- **Task item**: Every line containing the word "derive" must be pulled from the records.

====== Stored data ======

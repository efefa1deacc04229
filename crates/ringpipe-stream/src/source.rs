//! Byte source/sink contracts and the end-of-stream overlay.
//!
//! The platform primitives this pipeline consumes are deliberately dumb: a
//! [`ByteSource`] can say how many bytes are ready *now* and hand them over,
//! but an `available()` of zero is ambiguous between "later" and "never".
//! [`EosSource`] overlays the missing signal with a caller-supplied probe
//! (process liveness, a known total length, or an arbitrary predicate) and
//! latches it once true.
//!
//! [`MemorySource`] and [`MemorySink`] are in-memory endpoints used
//! throughout the test suites; the source can release its bytes in timed
//! chunks to model a slow producer.

use std::io;
use std::sync::{Arc, Mutex};
use std::time::Duration;
use tokio::time::Instant;

/// Result of one read against a byte source.
#[derive(Debug, Clone, Copy, PartialEq, Eq)]
pub enum ReadOutcome {
    /// `n` bytes were delivered; zero means "nothing yet, maybe later".
    Bytes(usize),
    /// The source will never deliver another byte.
    Eos,
}

/// An opaque, non-blocking byte producer.
///
/// `available()` is advisory: absent an EOS overlay, zero may mean "not yet"
/// or "never". `read` delivers at most `buf.len()` bytes and reports EOS at
/// most once via [`ReadOutcome::Eos`]; platform sources that cannot detect
/// their own end simply keep returning `Bytes(0)`.
pub trait ByteSource: Send {
    fn available(&mut self) -> io::Result<usize>;
    fn read(&mut self, buf: &mut [u8]) -> io::Result<ReadOutcome>;
}

/// An opaque byte consumer. `write` must accept the whole buffer and may
/// block briefly doing so.
pub trait ByteSink: Send {
    fn write(&mut self, buf: &[u8]) -> io::Result<()>;
}

/// Liveness probe for a source fed by another process.
pub trait ProcessHandle: Send {
    fn is_alive(&mut self) -> bool;
}

impl<F: FnMut() -> bool + Send> ProcessHandle for F {
    fn is_alive(&mut self) -> bool {
        self()
    }
}

type AvailableFn<S> = Box<dyn FnMut(&mut S) -> io::Result<usize> + Send>;
type ProbeFn<S> = Box<dyn FnMut(&mut S, u64) -> bool + Send>;

enum Probe<S> {
    /// Rely on the source's own `Eos` sentinel only.
    None,
    /// Arbitrary predicate over the source and the running byte count.
    Custom(ProbeFn<S>),
    /// Drained and the feeding process has exited.
    Process(Box<dyn ProcessHandle>),
    /// Drained and the known total length has been read.
    Length(u64),
}

/// A byte source with an end-of-stream signal layered on top.
///
/// The probe latches: once it reports EOS the wrapper stays at EOS no matter
/// what the underlying source does. The byte-stream reader consults
/// [`is_eos`](Self::is_eos) before scheduling another poll, which is what
/// turns "available() == 0 forever" into a terminating pipeline instead of an
/// idle one.
pub struct EosSource<S> {
    inner: S,
    probe: Probe<S>,
    available_override: Option<AvailableFn<S>>,
    latched: bool,
    bytes_read: u64,
}

impl<S: ByteSource> EosSource<S> {
    /// No probe: EOS comes only from the source's own `Eos` sentinel.
    pub fn unbounded(inner: S) -> Self {
        Self::with(inner, Probe::None)
    }

    /// EOS once `probe(source, bytes_read_so_far)` first returns true.
    pub fn with_probe(
        inner: S,
        probe: impl FnMut(&mut S, u64) -> bool + Send + 'static,
    ) -> Self {
        Self::with(inner, Probe::Custom(Box::new(probe)))
    }

    /// EOS once the source is drained and the feeding process has exited.
    pub fn attached_to_process(inner: S, handle: impl ProcessHandle + 'static) -> Self {
        Self::with(inner, Probe::Process(Box::new(handle)))
    }

    /// EOS once the source is drained and `length` bytes have been read
    /// (e.g. a file of known size).
    pub fn sized(inner: S, length: u64) -> Self {
        Self::with(inner, Probe::Length(length))
    }

    fn with(inner: S, probe: Probe<S>) -> Self {
        Self {
            inner,
            probe,
            available_override: None,
            latched: false,
            bytes_read: 0,
        }
    }

    /// Replaces the source's availability report.
    pub fn with_available(
        mut self,
        available: impl FnMut(&mut S) -> io::Result<usize> + Send + 'static,
    ) -> Self {
        self.available_override = Some(Box::new(available));
        self
    }

    /// Bytes delivered through this wrapper so far.
    pub fn bytes_read(&self) -> u64 {
        self.bytes_read
    }

    /// Evaluates (and latches) the EOS overlay.
    pub fn is_eos(&mut self) -> bool {
        if self.latched {
            return true;
        }
        let hit = match &mut self.probe {
            Probe::None => false,
            Probe::Custom(probe) => probe(&mut self.inner, self.bytes_read),
            Probe::Process(handle) => {
                // An availability error is not EOS; the read path surfaces it.
                let drained = self.inner.available().map_or(false, |n| n == 0);
                drained && !handle.is_alive()
            }
            Probe::Length(length) => {
                let drained = self.inner.available().map_or(false, |n| n == 0);
                drained && self.bytes_read == *length
            }
        };
        if hit {
            self.latched = true;
        }
        self.latched
    }
}

impl<S: ByteSource> ByteSource for EosSource<S> {
    fn available(&mut self) -> io::Result<usize> {
        if self.latched {
            return Ok(0);
        }
        match &mut self.available_override {
            Some(available) => available(&mut self.inner),
            None => self.inner.available(),
        }
    }

    fn read(&mut self, buf: &mut [u8]) -> io::Result<ReadOutcome> {
        if self.latched {
            return Ok(ReadOutcome::Eos);
        }
        match self.inner.read(buf)? {
            ReadOutcome::Bytes(n) => {
                self.bytes_read += n as u64;
                Ok(ReadOutcome::Bytes(n))
            }
            ReadOutcome::Eos => {
                self.latched = true;
                Ok(ReadOutcome::Eos)
            }
        }
    }
}

// ---------------------------------------------------------------------
// In-memory endpoints
// ---------------------------------------------------------------------

/// In-memory byte source, optionally releasing its contents in timed chunks.
///
/// With chunking configured, the first chunk is available immediately and one
/// more is released per elapsed interval, which models a producer that keeps
/// the pipeline waiting. Exhaustion is reported as `Bytes(0)`, not `Eos`, to
/// mimic platform sources that cannot see their own end; wrap in
/// [`EosSource::sized`] to terminate.
pub struct MemorySource {
    data: Vec<u8>,
    pos: usize,
    chunk: usize,
    interval: Duration,
    started: Option<Instant>,
    signal_eos: bool,
}

impl MemorySource {
    /// Everything available immediately; exhaustion reports `Bytes(0)`.
    pub fn new(data: impl Into<Vec<u8>>) -> Self {
        Self {
            data: data.into(),
            pos: 0,
            chunk: 0,
            interval: Duration::ZERO,
            started: None,
            signal_eos: false,
        }
    }

    /// Everything available immediately; exhaustion reports the `Eos`
    /// sentinel, like a source that does know its own end.
    pub fn with_eos_sentinel(data: impl Into<Vec<u8>>) -> Self {
        let mut src = Self::new(data);
        src.signal_eos = true;
        src
    }

    /// Releases `chunk` bytes immediately and `chunk` more per `interval`.
    pub fn chunked(data: impl Into<Vec<u8>>, chunk: usize, interval: Duration) -> Self {
        let mut src = Self::new(data);
        src.chunk = chunk.max(1);
        src.interval = interval;
        src
    }

    /// Total bytes released by the chunk schedule so far.
    fn released(&mut self) -> usize {
        if self.chunk == 0 {
            return self.data.len();
        }
        let started = *self.started.get_or_insert_with(Instant::now);
        let intervals = if self.interval.is_zero() {
            u64::MAX
        } else {
            started.elapsed().as_nanos() as u64 / self.interval.as_nanos().max(1) as u64
        };
        let chunks = intervals.saturating_add(1);
        (chunks.saturating_mul(self.chunk as u64)).min(self.data.len() as u64) as usize
    }
}

impl ByteSource for MemorySource {
    fn available(&mut self) -> io::Result<usize> {
        let pending = self.released() - self.pos;
        // A source that knows its own end stays "readable" once exhausted so
        // callers reach the sentinel, the way a closed descriptor stays
        // readable under poll(2).
        if pending == 0 && self.signal_eos && self.pos == self.data.len() {
            return Ok(1);
        }
        Ok(pending)
    }

    fn read(&mut self, buf: &mut [u8]) -> io::Result<ReadOutcome> {
        let avail = self.released() - self.pos;
        if avail == 0 {
            if self.signal_eos && self.pos == self.data.len() {
                return Ok(ReadOutcome::Eos);
            }
            return Ok(ReadOutcome::Bytes(0));
        }
        let n = avail.min(buf.len());
        buf[..n].copy_from_slice(&self.data[self.pos..self.pos + n]);
        self.pos += n;
        Ok(ReadOutcome::Bytes(n))
    }
}

/// In-memory byte sink; cloneable so tests can keep a handle on the
/// collected output while the pipeline owns the sink.
#[derive(Clone, Default)]
pub struct MemorySink {
    data: Arc<Mutex<Vec<u8>>>,
}

impl MemorySink {
    pub fn new() -> Self {
        Self::default()
    }

    /// Snapshot of everything written so far.
    pub fn contents(&self) -> Vec<u8> {
        self.data.lock().expect("sink mutex poisoned").clone()
    }
}

impl ByteSink for MemorySink {
    fn write(&mut self, buf: &[u8]) -> io::Result<()> {
        self.data.lock().expect("sink mutex poisoned").extend_from_slice(buf);
        Ok(())
    }
}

======

- **Answer space**:
#[derive(Debug, Clone, Copy, PartialEq, Eq)]
#[derive(Clone, Default)]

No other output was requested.